◆ **WHAT IS NEEDED**:
The expected answer comprises all lines from the entries that contain the string "sqlx".

◆ **INPUT DATA**:

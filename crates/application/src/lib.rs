//! 任务分配应用层
//!
//! 同步命令是分配决策表的唯一写入口，计划执行器把求解器的计划转换为命令并按容器执行。

pub mod use_cases;

pub use use_cases::commands::{
    delegate_and_save, delete_decision, save_decision, PlanningCommand,
    DELEGATION_ALLOWED_STATUSES,
};
pub use use_cases::planning_executor::{
    calculate_commands, ExecutePlanningResult, PlanningErrorCode, PlanningExecutor,
};
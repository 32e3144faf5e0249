//! Test data builders for creating test entities
//!
//! This module provides builder patterns for creating test data with
//! sensible defaults and easy customization.

use chrono::Utc;

use crate::helpers::timestamp_with_offset;
use std::collections::BTreeSet;

use task_assigning_domain::{
    OrganizationalEntity, PlanningItem, PlanningTask, TaskData, TaskStatus,
};

/// Builder for `TaskData` records
pub struct TaskDataBuilder {
    task: TaskData,
}

impl TaskDataBuilder {
    pub fn new(task_id: i64) -> Self {
        Self {
            task: TaskData {
                task_id,
                created_on: Some(Utc::now()),
                process_instance_id: task_id,
                process_id: "test_process".to_string(),
                container_id: "test_container".to_string(),
                name: format!("task_{task_id}"),
                priority: 0,
                status: TaskStatus::Ready,
                actual_owner: None,
                last_modification_date: Some(Utc::now()),
                input_data: None,
                potential_owners: BTreeSet::new(),
                planning_task: None,
            },
        }
    }

    pub fn with_name(mut self, name: &str) -> Self {
        self.task.name = name.to_string();
        self
    }

    pub fn with_priority(mut self, priority: i32) -> Self {
        self.task.priority = priority;
        self
    }

    pub fn with_status(mut self, status: TaskStatus) -> Self {
        self.task.status = status;
        self
    }

    pub fn with_container(mut self, container_id: &str) -> Self {
        self.task.container_id = container_id.to_string();
        self
    }

    pub fn with_process_instance(mut self, process_instance_id: i64) -> Self {
        self.task.process_instance_id = process_instance_id;
        self
    }

    pub fn with_actual_owner(mut self, owner: &str) -> Self {
        self.task.actual_owner = Some(owner.to_string());
        self
    }

    /// 最后修改时间相对当前时间的偏移（秒）
    pub fn modified_at_offset(mut self, offset_seconds: i64) -> Self {
        self.task.last_modification_date = Some(timestamp_with_offset(offset_seconds));
        self
    }

    pub fn with_potential_owner(mut self, owner: OrganizationalEntity) -> Self {
        self.task.potential_owners.insert(owner);
        self
    }

    pub fn with_input_data(mut self, input_data: serde_json::Value) -> Self {
        self.task.input_data = input_data.as_object().cloned();
        self
    }

    pub fn with_planning_task(mut self, assigned_user: &str, index: i32, published: bool) -> Self {
        self.task.planning_task = Some(PlanningTask {
            task_id: self.task.task_id,
            assigned_user: assigned_user.to_string(),
            index,
            published,
        });
        self
    }

    pub fn build(self) -> TaskData {
        self.task
    }
}

/// Builder for solver `PlanningItem`s
pub struct PlanningItemBuilder {
    item: PlanningItem,
}

impl PlanningItemBuilder {
    pub fn new(task_id: i64, assigned_user: &str) -> Self {
        Self {
            item: PlanningItem {
                container_id: "test_container".to_string(),
                task_id,
                process_instance_id: task_id,
                planning_task: PlanningTask {
                    task_id,
                    assigned_user: assigned_user.to_string(),
                    index: 0,
                    published: true,
                },
            },
        }
    }

    pub fn with_container(mut self, container_id: &str) -> Self {
        self.item.container_id = container_id.to_string();
        self
    }

    pub fn with_index(mut self, index: i32) -> Self {
        self.item.planning_task.index = index;
        self
    }

    pub fn with_published(mut self, published: bool) -> Self {
        self.item.planning_task.published = published;
        self
    }

    pub fn build(self) -> PlanningItem {
        self.item
    }
}
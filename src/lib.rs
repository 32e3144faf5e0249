//! 任务分配服务
//!
//! 命令行程序使用的应用组装层，集成测试也通过这里驱动整个系统。

pub mod app;

pub use app::{known_resources, render_chains, Application};
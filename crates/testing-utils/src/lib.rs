//! # Task Assigning Testing Utils
//!
//! Shared testing utilities for the task assigning workspace.
//!
//! ## Features
//!
//! - **In-memory store**: implements the task query service, the unit of work
//!   factory and, through its units of work, the persistence context and the
//!   task lifecycle service, with call counters for persistence assertions
//! - **Test Data Builders**: `TaskData` and `PlanningItem` with sensible defaults
//! - **Helpers**: test logging setup and time utilities
//!
//! ## Usage
//!
//! ```toml
//! [dev-dependencies]
//! task-assigning-testing-utils = { path = "../testing-utils" }
//! ```

pub mod builders;
pub mod helpers;
pub mod mocks;

pub use builders::*;
pub use helpers::*;
pub use mocks::*;
pub mod mapping;
pub mod migrations;
pub mod sqlite;

use std::str::FromStr;
use std::sync::Arc;
use std::time::Duration;

use sqlx::sqlite::{SqliteConnectOptions, SqlitePoolOptions};
use sqlx::{Pool, Sqlite, SqlitePool};
use task_assigning_config::DatabaseConfig;
use task_assigning_errors::TaskAssigningResult;
use tracing::{debug, info};

use sqlite::{SqliteTaskQueryHelper, SqliteTaskRepository, SqliteUnitOfWorkFactory};

pub type DbPool = Pool<Sqlite>;

/// 是否为内存数据库地址
pub fn is_in_memory_url(url: &str) -> bool {
    url.contains(":memory:") || url.contains("mode=memory")
}

pub struct DatabaseManager {
    pool: SqlitePool,
}

impl DatabaseManager {
    pub async fn new(config: &DatabaseConfig) -> TaskAssigningResult<Self> {
        let connect_options = SqliteConnectOptions::from_str(&config.url)?
            .create_if_missing(true)
            .foreign_keys(true);

        let mut pool_options = SqlitePoolOptions::new()
            .acquire_timeout(Duration::from_secs(config.connection_timeout_seconds));

        // 内存数据库只存在于单个连接中，连接不能被回收
        if is_in_memory_url(&config.url) {
            debug!("使用内存数据库，连接池固定为单连接");
            pool_options = pool_options
                .max_connections(1)
                .min_connections(1)
                .idle_timeout(None)
                .max_lifetime(None);
        } else {
            pool_options = pool_options
                .max_connections(config.max_connections)
                .min_connections(config.min_connections)
                .max_lifetime(Duration::from_secs(1800)); // 30分钟默认生命周期
        }

        let pool = pool_options.connect_with(connect_options).await?;
        info!("已连接数据库: {}", config.url);
        Ok(Self { pool })
    }

    pub fn from_pool(pool: SqlitePool) -> Self {
        Self { pool }
    }

    pub fn pool(&self) -> &SqlitePool {
        &self.pool
    }

    pub async fn migrate(&self) -> TaskAssigningResult<()> {
        migrations::run_migrations(&self.pool).await
    }

    pub async fn health_check(&self) -> TaskAssigningResult<()> {
        sqlx::query("SELECT 1").execute(&self.pool).await?;
        Ok(())
    }

    pub async fn close(&self) {
        self.pool.close().await;
    }

    pub fn unit_of_work_factory(&self) -> Arc<SqliteUnitOfWorkFactory> {
        Arc::new(SqliteUnitOfWorkFactory::new(self.pool.clone()))
    }

    pub fn task_query_service(&self) -> Arc<SqliteTaskQueryHelper> {
        Arc::new(SqliteTaskQueryHelper::new(self.pool.clone()))
    }

    pub fn task_repository(&self) -> SqliteTaskRepository {
        SqliteTaskRepository::new(self.pool.clone())
    }
}
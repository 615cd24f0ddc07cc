use super::PlateError;

use opencv::core::Size;
use opencv::prelude::Mat;
use opencv::prelude::MatTraitConst;
use opencv::prelude::VideoCaptureTrait;
use opencv::prelude::VideoCaptureTraitConst;
use opencv::videoio::VideoCapture;
use opencv::videoio::CAP_ANY;
use opencv::videoio::CAP_PROP_FRAME_HEIGHT;
use opencv::videoio::CAP_PROP_FRAME_WIDTH;

use std::fmt;
use std::str::FromStr;

use tracing::debug;
use tracing::info;
use tracing::warn;

/// Where frames come from.
#[derive(Clone, Debug, PartialEq, Eq)]
pub enum CaptureSource {
    /// Camera by index, `/dev/video2` is index 2.
    Device(i32),
    /// Video file or stream URL.
    Uri(String),
}

impl Default for CaptureSource {
    fn default() -> Self {
        CaptureSource::Device(0)
    }
}

impl FromStr for CaptureSource {
    type Err = std::convert::Infallible;

    fn from_str(s: &str) -> Result<Self, Self::Err> {
        if let Ok(index) = s.parse::<i32>() {
            return Ok(CaptureSource::Device(index));
        }
        if let Some(index) = s.strip_prefix("/dev/video") {
            if !index.is_empty() && index.chars().all(|c| c.is_ascii_digit()) {
                if let Ok(index) = index.parse::<i32>() {
                    return Ok(CaptureSource::Device(index));
                }
            }
        }
        Ok(CaptureSource::Uri(s.to_string()))
    }
}

impl fmt::Display for CaptureSource {
    fn fmt(&self, f: &mut fmt::Formatter<'_>) -> fmt::Result {
        match self {
            CaptureSource::Device(index) => write!(f, "camera #{index}"),
            CaptureSource::Uri(uri) => write!(f, "{uri}"),
        }
    }
}

pub struct VideoReader {
    capture: VideoCapture,
    source: CaptureSource,
    frames: u64,
}

impl VideoReader {
    pub fn open(source: &CaptureSource, frame_size: Option<Size>) -> Result<Self, PlateError> {
        let mut capture = match source {
            CaptureSource::Device(index) => VideoCapture::new(*index, CAP_ANY)?,
            CaptureSource::Uri(uri) => VideoCapture::from_file(uri, CAP_ANY)?,
        };

        if !capture.is_opened()? {
            return Err(PlateError::CaptureOpen {
                uri: source.to_string(),
            });
        }

        if let Some(size) = frame_size {
            for (prop, value) in [
                (CAP_PROP_FRAME_WIDTH, size.width),
                (CAP_PROP_FRAME_HEIGHT, size.height),
            ] {
                if !capture.set(prop, value as f64)? {
                    debug!("Capture refused property {} = {}", prop, value);
                }
            }
        }

        info!("Reading frames from {}", source);
        Ok(Self {
            capture,
            source: source.clone(),
            frames: 0,
        })
    }

    /// Next frame, or `None` once the source stops delivering.
    pub fn next_frame(&mut self) -> Result<Option<Mat>, PlateError> {
        let mut image = Mat::default();
        let grabbed = self.capture.read(&mut image)?;

        if !grabbed || image.empty() {
            warn!("No frame from {} after {} frames", self.source, self.frames);
            return Ok(None);
        }

        self.frames += 1;
        debug!("Frame {}", self.frames);
        Ok(Some(image))
    }

    pub fn frames(&self) -> u64 {
        self.frames
    }
}

impl Drop for VideoReader {
    fn drop(&mut self) {
        debug!("Releasing {}", self.source);
        if let Err(e) = self.capture.release() {
            warn!("Cannot release {}: {}", self.source, e);
        }
    }
}

#[cfg(test)]
mod tests {
    use super::*;

    use opencv::core::Scalar;
    use opencv::core::CV_8UC3;
    use opencv::prelude::VideoWriterTrait;
    use opencv::prelude::VideoWriterTraitConst;
    use opencv::videoio::VideoWriter;

    use std::path::PathBuf;

    fn write_clip(name: &str, frames: usize) -> PathBuf {
        let path = std::env::temp_dir().join(format!("{}_{}.avi", name, std::process::id()));
        let size = Size::new(320, 240);
        let mut writer = VideoWriter::new(
            path.to_str().unwrap(),
            VideoWriter::fourcc('M', 'J', 'P', 'G').unwrap(),
            10.0,
            size,
            true,
        )
        .unwrap();
        assert!(writer.is_opened().unwrap());
        for i in 0..frames {
            let frame = Mat::new_size_with_default(size, CV_8UC3, Scalar::all(20.0 * i as f64))
                .unwrap();
            writer.write(&frame).unwrap();
        }
        writer.release().unwrap();
        path
    }

    #[test]
    fn file_source_ends_after_its_last_frame() {
        let path = write_clip("plate_reader_clip", 5);
        let source = CaptureSource::Uri(path.to_string_lossy().into_owned());

        let mut reader = VideoReader::open(&source, None).unwrap();
        for _ in 0..5 {
            let frame = reader.next_frame().unwrap().expect("a frame");
            assert_eq!(frame.cols(), 320);
            assert_eq!(frame.rows(), 240);
        }
        assert!(reader.next_frame().unwrap().is_none());
        assert_eq!(reader.frames(), 5);

        drop(reader);
        std::fs::remove_file(path).unwrap();
    }

    #[test]
    fn numbers_are_device_indexes() {
        assert_eq!("0".parse::<CaptureSource>().unwrap(), CaptureSource::Device(0));
        assert_eq!("3".parse::<CaptureSource>().unwrap(), CaptureSource::Device(3));
    }

    #[test]
    fn dev_video_paths_are_device_indexes() {
        assert_eq!(
            "/dev/video2".parse::<CaptureSource>().unwrap(),
            CaptureSource::Device(2)
        );
        assert_eq!(
            "/dev/video".parse::<CaptureSource>().unwrap(),
            CaptureSource::Uri("/dev/video".to_string())
        );
    }

    #[test]
    fn anything_else_is_a_uri() {
        assert_eq!(
            "data/cars.mp4".parse::<CaptureSource>().unwrap(),
            CaptureSource::Uri("data/cars.mp4".to_string())
        );
        assert_eq!(
            "rtsp://camera.local/stream".parse::<CaptureSource>().unwrap(),
            CaptureSource::Uri("rtsp://camera.local/stream".to_string())
        );
    }

    #[test]
    fn default_source_is_first_camera() {
        assert_eq!(CaptureSource::default(), CaptureSource::Device(0));
        assert_eq!(CaptureSource::default().to_string(), "camera #0");
    }

    #[test]
    fn missing_file_fails_to_open() {
        let source = CaptureSource::Uri("does/not/exist.mp4".to_string());
        assert!(matches!(
            VideoReader::open(&source, None),
            Err(PlateError::CaptureOpen { .. })
        ));
    }
}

◆ **SOLUTION TO THIS PROBLEM**:
use sqlx::sqlite::{SqliteConnectOptions, SqlitePoolOptions};
use sqlx::{Pool, Sqlite, SqlitePool};
        sqlx::query("SELECT 1").execute(&self.pool).await?;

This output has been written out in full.